[Saved data entries]

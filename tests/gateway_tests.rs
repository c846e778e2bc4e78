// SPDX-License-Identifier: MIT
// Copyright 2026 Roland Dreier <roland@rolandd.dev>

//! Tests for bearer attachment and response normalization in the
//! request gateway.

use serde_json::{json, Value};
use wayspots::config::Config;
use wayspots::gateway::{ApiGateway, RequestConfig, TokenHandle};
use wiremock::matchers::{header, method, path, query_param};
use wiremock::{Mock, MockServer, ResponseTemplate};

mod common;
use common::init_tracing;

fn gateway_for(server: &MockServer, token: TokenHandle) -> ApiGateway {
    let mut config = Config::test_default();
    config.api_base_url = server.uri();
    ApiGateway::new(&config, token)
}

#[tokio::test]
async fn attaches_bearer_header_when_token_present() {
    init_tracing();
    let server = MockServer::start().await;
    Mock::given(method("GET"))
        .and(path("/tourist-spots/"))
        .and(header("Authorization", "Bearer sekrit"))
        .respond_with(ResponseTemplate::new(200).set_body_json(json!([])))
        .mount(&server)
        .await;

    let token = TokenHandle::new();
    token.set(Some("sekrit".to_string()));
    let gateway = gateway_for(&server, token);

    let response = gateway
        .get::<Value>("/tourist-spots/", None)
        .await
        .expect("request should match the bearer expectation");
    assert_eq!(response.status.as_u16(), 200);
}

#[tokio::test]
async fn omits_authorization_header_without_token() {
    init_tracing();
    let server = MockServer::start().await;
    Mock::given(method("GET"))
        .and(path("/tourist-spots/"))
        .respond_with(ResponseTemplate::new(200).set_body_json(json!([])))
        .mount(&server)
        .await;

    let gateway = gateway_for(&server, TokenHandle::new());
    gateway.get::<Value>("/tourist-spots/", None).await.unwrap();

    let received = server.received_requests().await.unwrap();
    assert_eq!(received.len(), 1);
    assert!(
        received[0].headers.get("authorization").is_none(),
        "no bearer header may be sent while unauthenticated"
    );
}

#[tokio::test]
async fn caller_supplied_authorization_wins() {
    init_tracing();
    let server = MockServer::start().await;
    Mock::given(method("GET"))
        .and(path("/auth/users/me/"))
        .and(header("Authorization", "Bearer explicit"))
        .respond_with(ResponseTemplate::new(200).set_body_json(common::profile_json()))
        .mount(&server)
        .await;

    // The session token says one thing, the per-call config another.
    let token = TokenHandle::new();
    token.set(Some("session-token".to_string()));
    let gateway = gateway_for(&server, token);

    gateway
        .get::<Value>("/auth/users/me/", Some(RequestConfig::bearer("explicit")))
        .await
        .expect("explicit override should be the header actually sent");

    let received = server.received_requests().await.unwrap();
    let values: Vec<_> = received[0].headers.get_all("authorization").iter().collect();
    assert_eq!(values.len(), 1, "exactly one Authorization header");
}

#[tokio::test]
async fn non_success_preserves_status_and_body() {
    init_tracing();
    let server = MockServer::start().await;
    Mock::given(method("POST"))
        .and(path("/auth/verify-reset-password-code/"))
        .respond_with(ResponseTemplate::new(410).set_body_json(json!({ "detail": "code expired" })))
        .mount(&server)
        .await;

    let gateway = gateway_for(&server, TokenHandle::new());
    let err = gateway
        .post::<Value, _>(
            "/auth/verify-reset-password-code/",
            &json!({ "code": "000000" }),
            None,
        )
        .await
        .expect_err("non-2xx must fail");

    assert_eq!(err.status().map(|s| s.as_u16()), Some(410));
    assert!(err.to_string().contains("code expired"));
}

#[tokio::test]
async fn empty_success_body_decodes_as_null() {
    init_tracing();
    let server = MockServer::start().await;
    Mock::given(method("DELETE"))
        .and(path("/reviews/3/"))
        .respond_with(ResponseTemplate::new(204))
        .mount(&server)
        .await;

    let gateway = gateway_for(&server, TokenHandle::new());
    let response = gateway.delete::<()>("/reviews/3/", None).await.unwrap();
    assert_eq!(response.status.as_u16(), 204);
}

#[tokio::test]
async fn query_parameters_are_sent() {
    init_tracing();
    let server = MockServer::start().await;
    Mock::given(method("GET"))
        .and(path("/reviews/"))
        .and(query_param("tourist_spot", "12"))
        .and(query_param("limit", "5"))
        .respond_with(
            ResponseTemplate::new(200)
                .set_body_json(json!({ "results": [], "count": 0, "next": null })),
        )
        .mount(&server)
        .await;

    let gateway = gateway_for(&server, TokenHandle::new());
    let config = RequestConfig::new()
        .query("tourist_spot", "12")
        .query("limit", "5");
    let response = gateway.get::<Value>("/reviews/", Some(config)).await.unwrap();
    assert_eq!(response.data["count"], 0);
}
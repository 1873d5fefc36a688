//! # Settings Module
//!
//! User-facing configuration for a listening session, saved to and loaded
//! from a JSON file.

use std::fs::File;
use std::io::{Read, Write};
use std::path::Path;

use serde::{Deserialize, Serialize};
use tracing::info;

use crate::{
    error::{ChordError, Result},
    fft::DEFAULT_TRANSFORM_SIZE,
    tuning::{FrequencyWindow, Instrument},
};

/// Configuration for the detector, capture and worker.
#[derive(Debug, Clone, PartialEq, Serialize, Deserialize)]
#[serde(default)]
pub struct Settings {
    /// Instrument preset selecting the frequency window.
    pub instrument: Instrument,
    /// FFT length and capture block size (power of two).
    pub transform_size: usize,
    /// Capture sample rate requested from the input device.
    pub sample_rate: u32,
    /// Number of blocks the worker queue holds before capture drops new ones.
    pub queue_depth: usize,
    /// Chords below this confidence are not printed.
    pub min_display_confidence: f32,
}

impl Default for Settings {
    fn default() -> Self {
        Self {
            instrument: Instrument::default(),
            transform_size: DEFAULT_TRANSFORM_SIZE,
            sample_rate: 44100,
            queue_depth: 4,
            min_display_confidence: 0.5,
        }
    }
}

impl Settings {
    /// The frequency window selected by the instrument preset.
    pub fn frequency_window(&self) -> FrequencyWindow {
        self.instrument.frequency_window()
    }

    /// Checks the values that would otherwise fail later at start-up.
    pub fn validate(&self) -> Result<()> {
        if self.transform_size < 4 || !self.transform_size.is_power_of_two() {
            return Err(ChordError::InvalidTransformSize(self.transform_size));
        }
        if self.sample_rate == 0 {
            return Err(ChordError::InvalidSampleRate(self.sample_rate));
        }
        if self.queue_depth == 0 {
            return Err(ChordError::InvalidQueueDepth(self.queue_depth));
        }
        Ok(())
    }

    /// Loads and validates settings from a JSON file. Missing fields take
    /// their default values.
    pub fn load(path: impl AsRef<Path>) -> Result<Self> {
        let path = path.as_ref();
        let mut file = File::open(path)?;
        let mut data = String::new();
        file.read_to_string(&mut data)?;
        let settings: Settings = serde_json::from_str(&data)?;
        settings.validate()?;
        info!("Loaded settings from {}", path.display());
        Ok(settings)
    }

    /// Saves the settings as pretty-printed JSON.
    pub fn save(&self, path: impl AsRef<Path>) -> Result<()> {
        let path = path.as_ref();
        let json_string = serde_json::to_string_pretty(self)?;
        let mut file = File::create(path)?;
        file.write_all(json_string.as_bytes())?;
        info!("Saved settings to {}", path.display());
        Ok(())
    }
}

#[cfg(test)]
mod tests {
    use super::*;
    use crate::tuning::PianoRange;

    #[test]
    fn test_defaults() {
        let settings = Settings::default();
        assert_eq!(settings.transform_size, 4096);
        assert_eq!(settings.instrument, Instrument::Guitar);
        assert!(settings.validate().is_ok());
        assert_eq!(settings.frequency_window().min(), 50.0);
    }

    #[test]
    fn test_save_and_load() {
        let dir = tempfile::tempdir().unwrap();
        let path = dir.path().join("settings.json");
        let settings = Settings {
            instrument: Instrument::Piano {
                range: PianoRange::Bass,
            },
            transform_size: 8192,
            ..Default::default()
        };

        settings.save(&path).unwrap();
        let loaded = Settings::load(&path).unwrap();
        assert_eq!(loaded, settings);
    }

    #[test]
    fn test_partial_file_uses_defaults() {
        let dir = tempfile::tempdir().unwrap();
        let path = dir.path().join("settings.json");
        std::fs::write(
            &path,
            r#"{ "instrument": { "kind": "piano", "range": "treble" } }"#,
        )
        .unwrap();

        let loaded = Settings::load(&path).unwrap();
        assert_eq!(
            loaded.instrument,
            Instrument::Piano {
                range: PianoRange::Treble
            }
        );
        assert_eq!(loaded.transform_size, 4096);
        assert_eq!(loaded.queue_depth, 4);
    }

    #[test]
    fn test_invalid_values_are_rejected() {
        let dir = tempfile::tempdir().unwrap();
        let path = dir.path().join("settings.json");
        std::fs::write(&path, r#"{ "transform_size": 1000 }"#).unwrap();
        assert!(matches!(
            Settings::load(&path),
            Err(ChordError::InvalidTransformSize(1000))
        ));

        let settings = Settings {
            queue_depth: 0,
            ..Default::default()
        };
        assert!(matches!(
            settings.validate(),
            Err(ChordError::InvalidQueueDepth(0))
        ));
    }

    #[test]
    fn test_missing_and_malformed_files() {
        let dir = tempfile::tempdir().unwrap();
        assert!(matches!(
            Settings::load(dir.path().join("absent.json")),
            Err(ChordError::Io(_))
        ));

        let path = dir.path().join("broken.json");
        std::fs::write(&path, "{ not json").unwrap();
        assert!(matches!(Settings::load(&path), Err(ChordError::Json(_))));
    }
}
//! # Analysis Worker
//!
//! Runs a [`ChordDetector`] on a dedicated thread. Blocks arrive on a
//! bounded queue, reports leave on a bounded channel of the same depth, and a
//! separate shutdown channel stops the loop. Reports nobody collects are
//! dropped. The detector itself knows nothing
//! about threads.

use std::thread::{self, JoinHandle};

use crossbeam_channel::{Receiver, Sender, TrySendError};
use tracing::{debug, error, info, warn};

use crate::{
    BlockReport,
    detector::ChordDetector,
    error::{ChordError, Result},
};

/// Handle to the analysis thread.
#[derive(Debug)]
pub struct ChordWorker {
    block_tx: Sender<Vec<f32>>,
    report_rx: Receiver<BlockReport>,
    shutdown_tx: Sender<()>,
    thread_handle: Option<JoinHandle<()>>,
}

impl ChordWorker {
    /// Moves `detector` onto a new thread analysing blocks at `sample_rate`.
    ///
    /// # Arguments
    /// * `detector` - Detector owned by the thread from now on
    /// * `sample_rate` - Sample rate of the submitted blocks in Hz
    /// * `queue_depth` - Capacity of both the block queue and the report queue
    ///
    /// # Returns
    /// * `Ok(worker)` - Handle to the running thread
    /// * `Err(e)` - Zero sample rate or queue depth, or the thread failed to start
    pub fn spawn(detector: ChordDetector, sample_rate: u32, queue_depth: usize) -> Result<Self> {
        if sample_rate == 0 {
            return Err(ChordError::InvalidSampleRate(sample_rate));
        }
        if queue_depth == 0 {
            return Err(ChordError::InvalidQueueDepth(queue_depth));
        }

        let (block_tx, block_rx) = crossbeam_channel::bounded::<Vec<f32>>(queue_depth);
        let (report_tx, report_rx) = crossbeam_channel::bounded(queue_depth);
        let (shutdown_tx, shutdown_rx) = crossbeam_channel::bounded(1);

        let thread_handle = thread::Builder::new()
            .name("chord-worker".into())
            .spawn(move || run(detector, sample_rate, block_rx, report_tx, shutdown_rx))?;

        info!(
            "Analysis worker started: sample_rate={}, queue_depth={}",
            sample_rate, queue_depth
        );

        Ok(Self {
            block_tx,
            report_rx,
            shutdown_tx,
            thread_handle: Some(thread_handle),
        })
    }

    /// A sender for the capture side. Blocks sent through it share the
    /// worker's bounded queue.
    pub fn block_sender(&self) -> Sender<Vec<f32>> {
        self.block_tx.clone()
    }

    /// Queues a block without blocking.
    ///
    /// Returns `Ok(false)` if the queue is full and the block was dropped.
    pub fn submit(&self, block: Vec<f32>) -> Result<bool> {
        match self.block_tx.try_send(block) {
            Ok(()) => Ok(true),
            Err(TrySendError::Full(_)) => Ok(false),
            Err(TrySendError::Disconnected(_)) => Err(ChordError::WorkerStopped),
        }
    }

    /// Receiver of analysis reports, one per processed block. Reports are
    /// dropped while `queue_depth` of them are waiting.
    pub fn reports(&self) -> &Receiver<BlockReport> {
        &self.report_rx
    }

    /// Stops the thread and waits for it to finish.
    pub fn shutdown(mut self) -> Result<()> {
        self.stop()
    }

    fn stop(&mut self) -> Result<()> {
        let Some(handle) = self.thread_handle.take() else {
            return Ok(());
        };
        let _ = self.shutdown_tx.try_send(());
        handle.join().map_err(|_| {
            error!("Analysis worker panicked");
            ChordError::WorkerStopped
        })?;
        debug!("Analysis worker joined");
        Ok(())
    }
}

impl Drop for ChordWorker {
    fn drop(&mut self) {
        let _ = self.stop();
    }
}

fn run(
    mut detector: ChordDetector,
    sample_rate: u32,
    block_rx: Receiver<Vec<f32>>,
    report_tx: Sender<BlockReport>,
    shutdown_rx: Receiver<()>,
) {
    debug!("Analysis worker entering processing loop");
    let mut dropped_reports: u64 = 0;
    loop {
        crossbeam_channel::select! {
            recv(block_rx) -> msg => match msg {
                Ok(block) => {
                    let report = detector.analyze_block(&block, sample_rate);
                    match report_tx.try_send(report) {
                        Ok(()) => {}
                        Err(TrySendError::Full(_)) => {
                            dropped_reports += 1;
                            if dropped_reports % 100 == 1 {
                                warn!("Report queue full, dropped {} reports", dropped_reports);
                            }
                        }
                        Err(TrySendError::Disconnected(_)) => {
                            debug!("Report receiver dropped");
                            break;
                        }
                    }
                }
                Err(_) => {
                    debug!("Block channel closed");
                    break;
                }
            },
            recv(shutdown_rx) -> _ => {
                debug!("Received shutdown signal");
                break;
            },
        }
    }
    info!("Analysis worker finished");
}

### WHAT TO DO
Note every line of the entries in which "take" appears, and copy it down.

### WORKED SOLUTION
    /// Loads and validates settings from a JSON file. Missing fields take
        let Some(handle) = self.thread_handle.take() else {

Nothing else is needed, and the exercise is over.